RICTOR Affects Melanoma Tumorigenesis and Its Resistance to Targeted Therapy

The network defined by phosphatidylinositol-3-kinase (PI3K), Akt, and mammalian target of rapamycin (mTOR) plays a major role in melanoma oncogenesis and has been implicated in BRaf Inhibitor resistance. The central role of RICTOR (rapamycin-insensitive companion of mTOR) in this pathway has only recently begun to be unraveled. In the present study, we assessed the role of mTORC2/RICTOR in BRAF-mutated melanomas and their resistance to BRaf inhibition.

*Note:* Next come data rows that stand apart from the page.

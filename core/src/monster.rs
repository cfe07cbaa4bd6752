//! Monster model
//!
//! Owns the scene graph: a scene root holding the monster root group (body
//! plus attached parts), the ground shadow and, while dragging, a ghost part.
//! Per-part bookkeeping lives in a side table keyed by the part's outer node.

use std::fmt;
use std::str::FromStr;
use std::sync::Arc;

use glam::{EulerRot, Quat, Vec2, Vec3};
use hashbrown::HashMap;
use tracing::{debug, info};

use crate::capture::{DEFAULT_REPEAT, SkinTexture};
use crate::parts::{MONSTER_COLOR, MouthStyle, PartKind, PartNodes, PartsRepository, TOY_ROUGHNESS};
use crate::procedural::{Mesh, deform, generate_disc, generate_rounded_box, generate_sphere};
use crate::scene::{Material, Node, NodeId, NodeKind, Rgb, SceneGraph, Transform};

/// Body colour once a skin is applied, so the photo shows through
pub const SKIN_BASE_COLOR: u32 = 0xeeeeee;
/// Height of the ground shadow
pub const GROUND_Y: f32 = -1.3;

#[derive(Clone, Copy, Debug, Default, PartialEq, Eq, Hash, serde::Serialize, serde::Deserialize)]
#[serde(rename_all = "lowercase")]
pub enum BodyShape {
    #[default]
    Waterdrop,
    Peanut,
    Cube,
}

impl BodyShape {
    pub const ALL: [BodyShape; 3] = [BodyShape::Waterdrop, BodyShape::Peanut, BodyShape::Cube];

    pub fn label(self) -> &'static str {
        match self {
            BodyShape::Waterdrop => "Waterdrop",
            BodyShape::Peanut => "Peanut",
            BodyShape::Cube => "Cube",
        }
    }

    /// Deformed body mesh with recomputed normals
    pub fn generate(self) -> Mesh {
        match self {
            BodyShape::Waterdrop => {
                let mut mesh = generate_sphere(1.2, 64, 64);
                mesh.deform(deform::waterdrop);
                mesh
            }
            BodyShape::Peanut => {
                let mut mesh = generate_sphere(1.1, 64, 64);
                mesh.deform(deform::peanut);
                mesh
            }
            BodyShape::Cube => {
                let mut mesh = generate_rounded_box(1.6, 2.2, 1.0, 16, 0.4);
                mesh.deform(deform::tapered_box);
                mesh
            }
        }
    }
}

impl fmt::Display for BodyShape {
    fn fmt(&self, f: &mut fmt::Formatter<'_>) -> fmt::Result {
        f.write_str(&self.label().to_ascii_lowercase())
    }
}

impl FromStr for BodyShape {
    type Err = String;

    fn from_str(s: &str) -> Result<Self, Self::Err> {
        match s.trim().to_ascii_lowercase().as_str() {
            "waterdrop" => Ok(BodyShape::Waterdrop),
            "peanut" => Ok(BodyShape::Peanut),
            "cube" => Ok(BodyShape::Cube),
            other => Err(format!(
                "unknown body shape '{other}' (expected waterdrop, peanut or cube)"
            )),
        }
    }
}

/// Something a part can be attached to
#[derive(Clone, Copy, Debug, PartialEq, Eq, Hash)]
pub enum Surface {
    /// The body; parts attach to the monster root
    Body,
    /// Another part (its outer node); parts attach to its inner node
    Part(NodeId),
}

/// Local rotate/scale controls of a part, in slider units
#[derive(Clone, Copy, Debug, PartialEq)]
pub struct PartAdjustment {
    pub yaw_deg: f32,
    pub roll_deg: f32,
    pub scale: f32,
}

impl Default for PartAdjustment {
    fn default() -> Self {
        Self {
            yaw_deg: 0.0,
            roll_deg: 0.0,
            scale: 1.0,
        }
    }
}

impl PartAdjustment {
    pub fn rotation(&self) -> Quat {
        Quat::from_euler(
            EulerRot::XYZ,
            0.0,
            self.yaw_deg.to_radians(),
            self.roll_deg.to_radians(),
        )
    }

    /// Degrees rounded to whole numbers, as shown on the sliders
    pub fn rounded(&self) -> Self {
        Self {
            yaw_deg: self.yaw_deg.round(),
            roll_deg: self.roll_deg.round(),
            scale: self.scale,
        }
    }
}

#[derive(Clone, Copy, Debug, PartialEq)]
pub struct PartInfo {
    pub kind: PartKind,
    pub inner: NodeId,
    /// False for drag previews
    pub attached: bool,
    pub adjustment: PartAdjustment,
}

/// Skin panel values
#[derive(Clone, Copy, Debug, PartialEq)]
pub struct SkinSettings {
    pub brightness: f32,
    pub offset_y: f32,
    pub repeat: f32,
}

impl Default for SkinSettings {
    fn default() -> Self {
        Self {
            brightness: 1.0,
            offset_y: 0.0,
            repeat: DEFAULT_REPEAT,
        }
    }
}

pub struct Monster {
    graph: SceneGraph,
    shape: BodyShape,
    root: NodeId,
    body: NodeId,
    ground: NodeId,
    repository: PartsRepository,
    parts: HashMap<NodeId, PartInfo>,
    skin: SkinSettings,
    /// Idle breathing animation
    pub breathing: bool,
}

impl Monster {
    pub fn new(shape: BodyShape) -> Self {
        let mut graph = SceneGraph::new();
        let scene = graph.root();

        let root = graph.add_node(scene, Node::group("Monster", NodeKind::MonsterRoot));
        let body = graph.add_node(
            root,
            Node::mesh(
                "Body",
                NodeKind::Body,
                Arc::new(shape.generate()),
                Material::standard(Rgb::from_hex(MONSTER_COLOR), TOY_ROUGHNESS),
            ),
        );

        // Flat disc on the floor, outside the monster so it never breathes or gets hit
        let ground = graph.add_node(
            scene,
            Node::mesh(
                "Shadow",
                NodeKind::Ground,
                Arc::new(generate_disc(5.0, 64)),
                Material::basic(Rgb::BLACK, 0.1),
            )
            .with_transform(
                Transform::from_translation(Vec3::new(0.0, GROUND_Y, 0.0))
                    .with_rotation(Quat::from_rotation_x(-std::f32::consts::FRAC_PI_2)),
            ),
        );

        info!("Created {shape} monster");
        Self {
            graph,
            shape,
            root,
            body,
            ground,
            repository: PartsRepository::new(),
            parts: HashMap::new(),
            skin: SkinSettings::default(),
            breathing: true,
        }
    }

    pub fn graph(&self) -> &SceneGraph {
        &self.graph
    }

    pub(crate) fn graph_mut(&mut self) -> &mut SceneGraph {
        &mut self.graph
    }

    pub fn shape(&self) -> BodyShape {
        self.shape
    }

    /// Monster root group (body and attached parts)
    pub fn root(&self) -> NodeId {
        self.root
    }

    pub fn body(&self) -> NodeId {
        self.body
    }

    pub fn ground(&self) -> NodeId {
        self.ground
    }

    pub fn penetration_depth(&self) -> f32 {
        self.repository.penetration_depth()
    }

    pub fn mouth_style(&self) -> MouthStyle {
        self.repository.style()
    }

    /// Style used for mouths created from now on
    pub fn set_mouth_style(&mut self, style: MouthStyle) {
        self.repository.set_style(style);
    }

    // =============================================================
    // Parts
    // =============================================================

    /// Create a hidden drag preview under the scene root
    pub fn spawn_ghost(&mut self, kind: PartKind) -> NodeId {
        let scene = self.graph.root();
        let nodes = self.repository.build(&mut self.graph, scene, kind, true);
        self.graph.set_visible(nodes.outer, false);
        self.register(kind, nodes, false);
        nodes.outer
    }

    /// Remove a drag preview. Attached parts are left alone.
    pub fn discard_ghost(&mut self, ghost: NodeId) {
        if self.parts.get(&ghost).is_some_and(|info| !info.attached) {
            self.remove_tracked(ghost);
        }
    }

    /// Create an attached part on `surface`
    pub fn spawn_part(&mut self, kind: PartKind, surface: Surface) -> Option<NodeId> {
        let parent = self.surface_node(surface)?;
        let nodes = self.repository.build(&mut self.graph, parent, kind, false);
        self.register(kind, nodes, true);
        Some(nodes.outer)
    }

    fn register(&mut self, kind: PartKind, nodes: PartNodes, attached: bool) {
        self.parts.insert(
            nodes.outer,
            PartInfo {
                kind,
                inner: nodes.inner,
                attached,
                adjustment: PartAdjustment::default(),
            },
        );
    }

    /// Remove a part and everything attached to it. Returns false if `part`
    /// is not an attached part.
    pub fn remove_part(&mut self, part: NodeId) -> bool {
        if !self.is_attached_part(part) {
            return false;
        }
        self.remove_tracked(part);
        true
    }

    fn remove_tracked(&mut self, outer: NodeId) {
        for node in self.graph.descendants(outer) {
            self.parts.remove(&node);
        }
        let removed = self.graph.remove_subtree(outer);
        debug!("removed part {outer} ({removed} nodes)");
    }

    pub fn is_attached_part(&self, id: NodeId) -> bool {
        self.parts.get(&id).is_some_and(|info| info.attached)
    }

    /// Attached parts in hierarchy order
    pub fn parts(&self) -> Vec<NodeId> {
        self.graph
            .descendants(self.root)
            .into_iter()
            .filter(|id| self.is_attached_part(*id))
            .collect()
    }

    pub fn part_info(&self, part: NodeId) -> Option<&PartInfo> {
        self.parts.get(&part)
    }

    /// Nearest part outer node at or above `node` (ghosts included)
    pub fn part_owning(&self, node: NodeId) -> Option<NodeId> {
        let mut current = Some(node);
        while let Some(id) = current {
            if self.parts.contains_key(&id) {
                return Some(id);
            }
            if id == self.root {
                return None;
            }
            current = self.graph.parent(id);
        }
        None
    }

    /// Surface a part dropped on `node` would attach to
    pub fn surface_of(&self, node: NodeId) -> Option<Surface> {
        if node == self.body {
            return Some(Surface::Body);
        }
        let part = self.part_owning(node)?;
        self.is_attached_part(part).then_some(Surface::Part(part))
    }

    /// Node that owns parts attached to `surface`
    pub fn surface_node(&self, surface: Surface) -> Option<NodeId> {
        match surface {
            Surface::Body => Some(self.root),
            Surface::Part(part) => self
                .parts
                .get(&part)
                .filter(|info| info.attached)
                .map(|info| info.inner),
        }
    }

    /// Surface currently holding `part`
    pub fn owner_of(&self, part: NodeId) -> Option<Surface> {
        if !self.is_attached_part(part) {
            return None;
        }
        let parent = self.graph.parent(part)?;
        if parent == self.root {
            return Some(Surface::Body);
        }
        self.part_owning(parent).map(Surface::Part)
    }

    /// Move an attached part to another surface, keeping its world pose.
    ///
    /// Refuses surfaces inside the part's own subtree.
    pub fn reattach(&mut self, part: NodeId, surface: Surface) -> bool {
        if !self.is_attached_part(part) {
            return false;
        }
        let Some(parent) = self.surface_node(surface) else {
            return false;
        };
        self.graph.attach(part, parent)
    }

    pub fn set_adjustment(&mut self, part: NodeId, adjustment: PartAdjustment) {
        let Some(info) = self.parts.get_mut(&part) else {
            return;
        };
        let scale = if adjustment.scale.is_finite() {
            adjustment.scale.max(0.01)
        } else {
            1.0
        };
        info.adjustment = PartAdjustment {
            scale,
            ..adjustment
        };
        let rotation = info.adjustment.rotation();
        let inner = info.inner;
        if let Some(node) = self.graph.node_mut(inner) {
            node.transform.rotation = rotation;
            node.transform.scale = Vec3::splat(scale);
        }
    }

    // =============================================================
    // Animation
    // =============================================================

    /// Breathing: gentle uniform scale and bob of the monster root
    pub fn update(&mut self, time: f32) {
        if !self.breathing {
            return;
        }
        let scale = 1.0 + (time * 2.0).sin() * 0.01;
        let y = time.sin() * 0.03;
        if let Some(node) = self.graph.node_mut(self.root) {
            node.transform.scale = Vec3::splat(scale);
            node.transform.translation.y = y;
        }
    }

    // =============================================================
    // Skin
    // =============================================================

    fn body_material_mut(&mut self) -> Option<&mut Material> {
        self.graph.node_mut(self.body).and_then(Node::material_mut)
    }

    pub fn body_material(&self) -> Option<&Material> {
        self.graph.node(self.body).and_then(Node::material)
    }

    /// Put a captured photo on the body and reset the skin controls
    pub fn apply_skin(&mut self, mut skin: SkinTexture) {
        self.skin = SkinSettings::default();
        skin.repeat = self.skin.repeat;
        skin.offset = Vec2::ZERO;
        if let Some(material) = self.body_material_mut() {
            material.skin = Some(skin);
            material.color = Rgb::from_hex(SKIN_BASE_COLOR);
        }
        info!("Applied skin texture to body");
    }

    pub fn has_skin(&self) -> bool {
        self.body_material().is_some_and(|m| m.skin.is_some())
    }

    pub fn skin_settings(&self) -> SkinSettings {
        self.skin
    }

    /// Body colour becomes a grey of this value
    pub fn set_skin_brightness(&mut self, brightness: f32) {
        let brightness = brightness.max(0.0);
        self.skin.brightness = brightness;
        if let Some(material) = self.body_material_mut() {
            material.color = Rgb::new(brightness, brightness, brightness);
        }
    }

    pub fn set_skin_offset_y(&mut self, offset_y: f32) {
        self.skin.offset_y = offset_y;
        if let Some(skin) = self.body_material_mut().and_then(|m| m.skin.as_mut()) {
            skin.offset.y = offset_y;
        }
    }

    pub fn set_skin_repeat(&mut self, repeat: f32) {
        self.skin.repeat = repeat;
        if let Some(skin) = self.body_material_mut().and_then(|m| m.skin.as_mut()) {
            skin.repeat = repeat;
        }
    }
}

We showed that RICTOR was significantly overexpressed in melanoma and associated with bad prognoses. RICTOR overexpression stimulated melanoma-initiating cells (MICs) with 'stemness' properties. We also showed that RICTOR contributed to melanoma resistance to BRaf inhibitors and rendered the cells very sensitive to mTORC2 inhibition. We highlighted a connection between mTORC2/RICTOR and STAT3 in resistant cells and revealed an interaction between Ras and RICTOR in resistant melanoma, which, when disrupted, impeded the proliferation of resistant cells. Therefore, as a key signaling node, RICTOR contributes to BRAF-dependent melanoma development and resistance to therapy and, as such, is a valuable therapeutic target in melanoma.